Des responsables israéliens et américains ont confirmé lundi qu’une proposition d’accord prévoyant la libération de Pollard en échange d’un gel partiel des constructions dans les implantations et de la libération de 400 prisonniers palestiniens supplémentaires en plus du dernier contingent de prisonnier déjà prévu, était toujours en discussion.
Ce compromis contraindrait Abbas à rester à la table des négociations jusqu’en janvier 2015.
En cas d’accord, Netanyahu devra affronter une forte opposition interne, une telle démarche devant obtenir l’aval du cabinet.
Le vice-ministre de la Défense Danny Danon a menacé de démissionner si d’autres prisonniers devaient être libérés et a appelé ses collègues à rejoindre sa démarche.
Plusieurs autres ministres ont vivement protesté contre la conclusion d’un tel accord incluant Pollard.
Néanmoins, si Netanyahu parvient à obtenir la grâce pour Pollard après trois décennies de réclusion, il arracherait dans ce cas un premier succès concret depuis la relance des pourparlers directs.
Il n’est un secret pour personne que le Premier ministre ne nourrissait pas de grands espoirs quant à une reprise des pourparlers de paix avec Abbas.
Et pourtant, en raison des pressions intenses exercées par Washington, il était prêt à payer le prix fort en consentant à la libération de plus de cent terroristes pour ramener les Palestiniens à la table des négociations.
Si Pollard est libéré, il aura réussi là où tous les premiers ministres israéliens successifs ont échoué, à commencer par Yitzhak Rabin.
Le simple fait que Washington envisage de libérer Pollard souligne la grave crise traversée par le processus de paix.
Selon de nombreux experts, les Etats-Unis conservaient Pollard comme la monnaie d’échange clé, la dernière carte à jouer, l’as ultime, à sortir de leur manche pour contraindre Israël à se résigner à une concession cruciale lors des futures discussions sur un accord final.
Que l’administration Obama se montre enclin à renoncer à Pollard à ce stade précoce en dit long.
En effet, les Américains agissent par « désespoir diplomatique », accuse l’ancien ambassadeur américain en Israël, Dan Kurtzer, dans un éditorial publié mardi.
Il exhorte Obama à ne pas « rabaisser la diplomatie américaine » en libérant « un espion condamné pour obtenir un demi- accord conclu uniquement afin de gagner du temps dans un processus de paix qui semble dans tous les cas s’enliser ».
Plusieurs autres voix assurent que la libération de Pollard resterait une noble cause si la démarche permet de sauver les pourparlers.
« D’aucuns diront que si [Pollard] a tant d’importance, nous devrions obtenir quelque chose qui a de la valeur pour sa libération », écrit Dennis Ross, un ancien diplomate américain.
« Peut-être.
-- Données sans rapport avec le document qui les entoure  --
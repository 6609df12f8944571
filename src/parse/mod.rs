pub mod lines;
pub mod nested;
pub mod records;
use std::fs;

use nvwire_ext::{CodecConfig, ExtModule, RecordingChannel, Value};

use crate::cmd::InspectArgs;
use crate::exit::{ext_error, io_error, CliError, CliResult, SUCCESS};
use crate::output::{print_value, OutputFormat};

pub fn run(args: InspectArgs, format: OutputFormat) -> CliResult<i32> {
    let bytes = match (&args.hex, &args.file) {
        (Some(hex), _) => parse_hex(hex)?,
        (None, Some(path)) => fs::read(path)
            .map_err(|err| io_error(&format!("failed reading {}", path.display()), err))?,
        (None, None) => return Err(CliError::usage("expected a hex document or --file")),
    };

    let config = CodecConfig {
        reject_trailing_bytes: !args.allow_trailing,
        ..CodecConfig::default()
    };
    // Offline: decoded handles are bound to a channel nobody calls.
    let module = ExtModule::with_config(RecordingChannel::shared(), config);
    let value: Value = module
        .from_slice(&bytes)
        .map_err(|err| ext_error("decode failed", err))?;
    tracing::debug!(size = bytes.len(), kind = value.kind(), "decoded document");

    print_value(&value, &bytes, format);
    Ok(SUCCESS)
}

fn parse_hex(input: &str) -> CliResult<Vec<u8>> {
    let digits: Vec<u8> = input
        .trim()
        .trim_start_matches("0x")
        .bytes()
        .filter(|b| !b.is_ascii_whitespace())
        .collect();
    if digits.is_empty() {
        return Err(CliError::usage("hex document must not be empty"));
    }
    if digits.len() % 2 != 0 {
        return Err(CliError::usage("hex document has an odd number of digits"));
    }

    digits
        .chunks(2)
        .map(|pair| {
            let high = nibble(pair[0])?;
            let low = nibble(pair[1])?;
            Ok((high << 4) | low)
        })
        .collect()
}

fn nibble(digit: u8) -> CliResult<u8> {
    match digit {
        b'0'..=b'9' => Ok(digit - b'0'),
        b'a'..=b'f' => Ok(digit - b'a' + 10),
        b'A'..=b'F' => Ok(digit - b'A' + 10),
        other => Err(CliError::usage(format!(
            "invalid hex digit {:?}",
            char::from(other)
        ))),
    }
}
use clap::ValueEnum;
use tracing::level_filters::LevelFilter;

#[derive(Copy, Clone, Debug, ValueEnum)]
pub enum LogFormat {
    Text,
    Json,
}

#[derive(Copy, Clone, Debug, ValueEnum)]
pub enum LogLevel {
    Error,
    Warn,
    Info,
    Debug,
    Trace,
}

impl From<LogLevel> for LevelFilter {
    fn from(level: LogLevel) -> Self {
        match level {
            LogLevel::Error => LevelFilter::ERROR,
            LogLevel::Warn => LevelFilter::WARN,
            LogLevel::Info => LevelFilter::INFO,
            LogLevel::Debug => LevelFilter::DEBUG,
            LogLevel::Trace => LevelFilter::TRACE,
        }
    }
}

/// Install the stderr subscriber. Stdout is reserved for command output.
///
/// Handle decodes are logged at trace level and RPC traffic at debug level.
pub fn init_logging(format: LogFormat, level: LogLevel) {
    let builder = tracing_subscriber::fmt()
        .with_writer(std::io::stderr)
        .with_max_level(LevelFilter::from(level))
        .with_ansi(false)
        .with_target(matches!(level, LogLevel::Debug | LogLevel::Trace));

    let installed = match format {
        LogFormat::Text => builder.try_init(),
        LogFormat::Json => builder.json().flatten_event(true).try_init(),
    };
    if installed.is_err() {
        eprintln!("warning: logging already initialized");
    }
}
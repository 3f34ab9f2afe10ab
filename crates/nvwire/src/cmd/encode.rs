use nvwire_ext::{ExtModule, Handle, RecordingChannel};

use crate::cmd::EncodeArgs;
use crate::exit::{ext_error, CliResult, SUCCESS};
use crate::output::{print_handle, OutputFormat};

pub fn run(args: EncodeArgs, format: OutputFormat) -> CliResult<i32> {
    // Offline: nothing is ever called through this channel.
    let module = ExtModule::new(RecordingChannel::shared());
    let handle = Handle::from_parts(args.kind.into(), module.channel().clone(), args.id);

    let bytes = if args.wrap {
        module.to_vec(std::slice::from_ref(&handle))
    } else {
        module.to_vec(&handle)
    }
    .map_err(|err| ext_error("encode failed", err))?;

    print_handle(&handle, &bytes, format);
    Ok(SUCCESS)
}
use std::time::Duration;

use nvwire_ext::CodecConfig;

/// Default maximum message size: 16 MiB.
pub const DEFAULT_MAX_MESSAGE: usize = 16 * 1024 * 1024;

/// Configuration for a [`StreamChannel`](crate::client::StreamChannel).
#[derive(Debug, Clone)]
pub struct ClientConfig {
    /// Maximum encoded message size in bytes. Default: 16 MiB.
    pub max_message_size: usize,
    /// Read timeout applied to socket transports.
    pub read_timeout: Option<Duration>,
    /// Write timeout applied to socket transports.
    pub write_timeout: Option<Duration>,
    /// Codec settings for arguments and results.
    pub codec: CodecConfig,
}

impl Default for ClientConfig {
    fn default() -> Self {
        Self {
            max_message_size: DEFAULT_MAX_MESSAGE,
            read_timeout: None,
            write_timeout: None,
            codec: CodecConfig::default(),
        }
    }
}
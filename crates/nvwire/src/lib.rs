//! Neovim remote object handles over msgpack.
//!
//! # Crate Structure
//!
//! - [`ext`]: extension-type codec, handle types and the serialization module
//! - [`rpc`]: blocking msgpack-RPC channel whose results carry live handles

/// Re-export codec and handle types.
pub mod ext {
    pub use nvwire_ext::*;
}

/// Re-export RPC channel types.
pub mod rpc {
    pub use nvwire_rpc::*;
}

pub use nvwire_ext::{Buffer, ExtModule, Handle, RpcChannel, Tabpage, Value, Window};
pub use nvwire_rpc::StreamChannel;
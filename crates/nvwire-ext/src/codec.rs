//! Raw extension payload codec for handle ids.

use bytes::{BufMut, Bytes, BytesMut};
use rmp::decode::NumValueReadError;
use rmp::encode::ValueWriteError;

use crate::error::{ExtError, Result};
use crate::tag::ExtTag;

/// Largest payload a single packed integer can occupy (marker + 8 bytes).
pub const MAX_PAYLOAD_LEN: usize = 9;

/// Encode a handle id as an extension payload.
///
/// The payload is the id alone, packed with the narrowest msgpack integer
/// format that holds it (42 becomes the single byte `0x2a`). The extension
/// header is not included.
pub fn encode_payload(id: i64) -> Result<Bytes> {
    let mut buf = Vec::with_capacity(MAX_PAYLOAD_LEN);
    rmp::encode::write_sint(&mut buf, id).map_err(write_error)?;
    Ok(Bytes::from(buf))
}

/// Decode a handle id from an extension payload.
///
/// The payload must hold exactly one packed integer that fits in `i64`.
pub fn decode_payload(tag: ExtTag, payload: &[u8]) -> Result<i64> {
    let mut rd = payload;
    let id = rmp::decode::read_int::<i64, _>(&mut rd).map_err(|err| {
        let reason = match err {
            NumValueReadError::InvalidMarkerRead(_) => "empty payload".to_string(),
            NumValueReadError::InvalidDataRead(_) => "truncated integer".to_string(),
            NumValueReadError::TypeMismatch(marker) => {
                format!("expected integer, found {marker:?}")
            }
            NumValueReadError::OutOfRange => "integer out of i64 range".to_string(),
        };
        malformed(tag, reason)
    })?;

    if !rd.is_empty() {
        return Err(malformed(
            tag,
            format!("{} trailing bytes after id", rd.len()),
        ));
    }

    Ok(id)
}

/// Encode a complete extension value (header and payload) for one handle.
///
/// Wire format:
/// ```text
/// ┌──────────────────────┬───────────┬──────────────────────┐
/// │ ext marker + length  │ type (1B) │ payload (packed id)  │
/// │ 0xd4..0xd8 / 0xc7..  │ tag code  │ 1..9 bytes           │
/// └──────────────────────┴───────────┴──────────────────────┘
/// ```
pub fn encode_ext(tag: ExtTag, id: i64, dst: &mut BytesMut) -> Result<()> {
    let payload = encode_payload(id)?;
    let mut header = Vec::with_capacity(6);
    rmp::encode::write_ext_meta(&mut header, payload.len() as u32, tag.code())
        .map_err(write_error)?;

    dst.reserve(header.len() + payload.len());
    dst.put_slice(&header);
    dst.put_slice(&payload);
    Ok(())
}

fn malformed(tag: ExtTag, reason: String) -> ExtError {
    ExtError::MalformedPayload {
        tag: tag.code(),
        reason,
    }
}

fn write_error(err: ValueWriteError) -> ExtError {
    ExtError::Io(std::io::Error::other(err.to_string()))
}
Mais au moment où le Moyen Orient est secoué par tant de bouleversements et que la politique étrangère des États-Unis doit démontrer son efficacité, nous ne pouvons pas nous permettre l’effondrement des efforts actuels de négociation entre Israéliens et Palestiniens »
Pourtant, même si Netanyahu parvient à arracher l’accord de son cabinet pour prolonger les négociations, et qu’Abbas accepte de suivre, les chances que ces pourparlers aboutissent à un accord de paix restent proches de zéro.
En définitive, que Pollard soit libéré ou non, le maximum que Netanyahu est disposé à offrir est et sera toujours trop éloigné du minimum qu’Abbas est prêt à accepter.